Quiso recordarle que no era buena idea. El trabajo en el puerto era pesado y todo debía estar listo a primera hora. Ambos tenían familias que mantener y a Samir no le hacía ninguna gracia arriesgar su puesto por los desvaríos de un loco —aunque ese loco fuera Eugène—. Pero cuanto más tardaba en llegar la respuesta, más intensa era la emoción con que lo sujetaba. ¿Cómo negarse?

—Está bien —decidió al fin. 


Nota de autor

Hola, queridas y queridos lectores: es un placer dar inicio formal a esta novela.

Haremos un breve recuento histórico para ponerlos en contexto.

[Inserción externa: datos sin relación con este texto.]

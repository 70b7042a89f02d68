// ABOUTME: reqwest-based Amazon Bedrock client implementing ModelCatalog and ModelRuntime
// ABOUTME: Lists foundation models and issues signed invoke / invoke-with-response-stream calls
//
// SPDX-License-Identifier: MIT OR Apache-2.0
// Copyright (c) 2026 dravr.ai

use async_trait::async_trait;
use chrono::Utc;
use reqwest::header::HeaderMap;
use reqwest::{Client, Method, RequestBuilder, StatusCode};
use serde::Deserialize;
use tokio_stream::StreamExt;
use tracing::{debug, trace};
use url::Url;

use crate::auth::AwsCredentials;
use crate::classify::codes;
use crate::config::ClientConfig;
use crate::event_stream::{Decoder, StreamMessage};
use crate::sigv4::{self, aws_percent_encode, SigningKey};
use crate::types::{InvokeFailure, ModelCatalog, ModelRuntime, ModelSummary, ProbeError};

/// Header carrying the modeled error code on HTTP error responses
const ERROR_TYPE_HEADER: &str = "x-amzn-errortype";

/// Catalog listing response
#[derive(Debug, Deserialize)]
#[serde(rename_all = "camelCase")]
struct ListFoundationModelsResponse {
    #[serde(default)]
    model_summaries: Vec<ModelSummary>,
}

/// JSON error body returned by both endpoints
#[derive(Debug, Default, Deserialize)]
struct ErrorBody {
    #[serde(alias = "Message")]
    message: Option<String>,
    #[serde(rename = "__type")]
    error_type: Option<String>,
}

/// Amazon Bedrock client
///
/// Talks to the control-plane endpoint for the model catalog and to the
/// runtime endpoint for invocations. Every request is either SigV4-signed
/// or carries a bearer API key, depending on [`AwsCredentials`].
pub struct BedrockClient {
    http: Client,
    config: ClientConfig,
}

impl BedrockClient {
    /// Create a client from its configuration
    ///
    /// # Errors
    ///
    /// Returns an internal error if the HTTP client cannot be built.
    pub fn new(config: ClientConfig) -> Result<Self, ProbeError> {
        let http = Client::builder()
            .timeout(config.timeout)
            .build()
            .map_err(|e| ProbeError::internal(format!("Failed to build HTTP client: {e}")))?;
        Ok(Self { http, config })
    }

    /// Region requests are sent to
    #[must_use]
    pub fn region(&self) -> &str {
        &self.config.region
    }

    fn catalog_url(&self) -> Result<Url, ProbeError> {
        let base = self.config.control_base_url();
        Url::parse(&format!("{}/foundation-models", base.trim_end_matches('/')))
            .map_err(|e| ProbeError::config(format!("Invalid control endpoint {base}: {e}")))
    }

    /// Model ids contain `:` and must be percent-encoded into one path segment
    fn invoke_url(&self, model_id: &str, action: &str) -> Result<Url, ProbeError> {
        let base = self.config.runtime_base_url();
        Url::parse(&format!(
            "{}/model/{}/{action}",
            base.trim_end_matches('/'),
            aws_percent_encode(model_id)
        ))
        .map_err(|e| ProbeError::config(format!("Invalid runtime endpoint {base}: {e}")))
    }

    /// Build an authorized request
    fn request(
        &self,
        method: Method,
        url: Url,
        body: &[u8],
        accept: &str,
    ) -> Result<RequestBuilder, ProbeError> {
        let mut builder = self
            .http
            .request(method.clone(), url.clone())
            .header("content-type", "application/json")
            .header("accept", accept);

        match &self.config.credentials {
            AwsCredentials::Bearer { token } => {
                builder = builder.bearer_auth(token);
            }
            AwsCredentials::Sigv4 {
                access_key_id,
                secret_access_key,
                session_token,
            } => {
                let key = SigningKey {
                    access_key_id,
                    secret_access_key,
                    session_token: session_token.as_deref(),
                    region: &self.config.region,
                };
                let signed = sigv4::sign(method.as_str(), &url, body, &key, Utc::now())?;
                for (name, value) in signed.pairs() {
                    builder = builder.header(name, value);
                }
            }
        }

        if !body.is_empty() {
            builder = builder.body(body.to_vec());
        }
        Ok(builder)
    }

    async fn send_invoke(
        &self,
        model_id: &str,
        action: &str,
        accept: &str,
        body: &[u8],
    ) -> Result<reqwest::Response, InvokeFailure> {
        let url = self
            .invoke_url(model_id, action)
            .map_err(|e| InvokeFailure::transport(e.message))?;
        let request = self
            .request(Method::POST, url, body, accept)
            .map_err(|e| InvokeFailure::transport(e.message))?;

        let response = request
            .send()
            .await
            .map_err(|e| InvokeFailure::transport(format!("{action} request failed: {e}")))?;

        let status = response.status();
        if status.is_success() {
            return Ok(response);
        }

        let headers = response.headers().clone();
        let text = response.text().await.unwrap_or_default();
        Err(service_failure(status, &headers, &text))
    }
}

#[async_trait]
impl ModelCatalog for BedrockClient {
    async fn list_models(&self) -> Result<Vec<ModelSummary>, ProbeError> {
        let url = self.catalog_url()?;
        debug!(url = %url, "Listing foundation models");

        let response = self
            .request(Method::GET, url, b"", "application/json")?
            .send()
            .await
            .map_err(|e| ProbeError::catalog_unavailable(format!("Catalog request failed: {e}")))?;

        let status = response.status();
        let headers = response.headers().clone();
        let text = response.text().await.map_err(|e| {
            ProbeError::catalog_unavailable(format!("Failed to read catalog response: {e}"))
        })?;

        if !status.is_success() {
            let failure = service_failure(status, &headers, &text);
            return Err(ProbeError::catalog_unavailable(format!(
                "Catalog listing failed (HTTP {status}): {failure}"
            )));
        }

        let parsed: ListFoundationModelsResponse = serde_json::from_str(&text).map_err(|e| {
            ProbeError::catalog_unavailable(format!("Failed to parse catalog response: {e}"))
        })?;

        debug!(count = parsed.model_summaries.len(), "Catalog listed");
        Ok(parsed.model_summaries)
    }
}

#[async_trait]
impl ModelRuntime for BedrockClient {
    async fn invoke(&self, model_id: &str, body: &[u8]) -> Result<(), InvokeFailure> {
        let response = self
            .send_invoke(model_id, "invoke", "application/json", body)
            .await?;
        trace!(model_id, status = %response.status(), "Invocation succeeded");
        Ok(())
    }

    async fn invoke_stream(&self, model_id: &str, body: &[u8]) -> Result<(), InvokeFailure> {
        let response = self
            .send_invoke(
                model_id,
                "invoke-with-response-stream",
                "application/vnd.amazon.eventstream",
                body,
            )
            .await?;

        let mut decoder = Decoder::new();
        let mut chunks = response.bytes_stream();

        while let Some(chunk) = chunks.next().await {
            let bytes = chunk
                .map_err(|e| InvokeFailure::transport(format!("Error reading stream: {e}")))?;
            decoder.push(&bytes);

            if let Some(message) = decoder
                .next_message()
                .map_err(|e| InvokeFailure::transport(e.message))?
            {
                return match message.classify() {
                    StreamMessage::Event { event_type } => {
                        trace!(model_id, event_type = %event_type, "First stream event received");
                        Ok(())
                    }
                    StreamMessage::Exception { code, message }
                    | StreamMessage::Error { code, message } => {
                        Err(InvokeFailure::Service { code, message })
                    }
                };
            }
        }

        // Stream closed before a full frame; the call itself was accepted
        trace!(model_id, "Stream ended without events");
        Ok(())
    }
}

/// Turn an HTTP error response into a structured service failure
///
/// Code precedence: `x-amzn-ErrorType` header, body `__type`, HTTP status.
pub(crate) fn service_failure(status: StatusCode, headers: &HeaderMap, text: &str) -> InvokeFailure {
    let body: ErrorBody = serde_json::from_str(text).unwrap_or_default();

    let code = headers
        .get(ERROR_TYPE_HEADER)
        .and_then(|v| v.to_str().ok())
        .map(error_code_from_header)
        .or_else(|| body.error_type.as_deref().map(error_code_from_type))
        .filter(|c| !c.is_empty())
        .or_else(|| code_for_status(status).map(ToOwned::to_owned))
        .unwrap_or_else(|| format!("Http{}", status.as_u16()));

    let message = body
        .message
        .filter(|m| !m.trim().is_empty())
        .unwrap_or_else(|| text.trim().to_owned());

    InvokeFailure::Service { code, message }
}

/// `ValidationException:http://internal.amazon.com/coral/...` → `ValidationException`
fn error_code_from_header(value: &str) -> String {
    value.split(':').next().unwrap_or_default().trim().to_owned()
}

/// `com.amazon.bedrock#ValidationException` → `ValidationException`
fn error_code_from_type(value: &str) -> String {
    value
        .rsplit('#')
        .next()
        .map(error_code_from_header)
        .unwrap_or_default()
}

const fn code_for_status(status: StatusCode) -> Option<&'static str> {
    match status.as_u16() {
        400 => Some(codes::VALIDATION),
        403 => Some(codes::ACCESS_DENIED),
        404 => Some(codes::RESOURCE_NOT_FOUND),
        429 => Some(codes::THROTTLING),
        _ => None,
    }
}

A finales del siglo XVIII Francia atravesaba una crisis económica. La corte de Versalles despilfarraba grandes cantidades de dinero en bailes suntuosos; El rey Luis XVI había patrocinado la independencia de Estados Unidos; y la nación venía de una largo invierno que dejó como consecuencia malas cosechas. Por todo lo anterior, el precio de los alimentos subió. Un tercio de la población estaba desempleado y solo los comerciantes, campesinos y obreros (pertenecientes al tercer estado) pagaban impuestos. Los nobles y el clero no lo hacían. 

Todo lo anterior desencadenó en el malestar del pueblo. El tercer estado  exigió un cambio en la política económica.  El rey, incapaz de hacer frente a las reformas exigidas, fue ineficiente en evitar el inicio de la Revolución.

Muchos burgueses ilustrados elevaron la voz en las plazas de París y en el Palais Royal, el cual se convirtió en uno de los principales puntos de reunión delos revolucionarios.

Las mujeres tuvieron un importante rol durante la revolución francesa, sin embargo al final fueron excluidas en la Declaración de los derechos del hombre y del ciudadano pronunciada el 26 de agosto de 1789. 

La cita que aparece en negritas fue pronunciada por  Olympe de Gouges, quien en 1791 escribió su famosa Declaración de los derechos de la mujer y la ciudadana. El manifiesto comenzaba con dicha frase. Nos hemos tomado la licencia de colocarla en este momento para  hacer énfasis en el papel jugado por las mujeres durante la revolución francesa.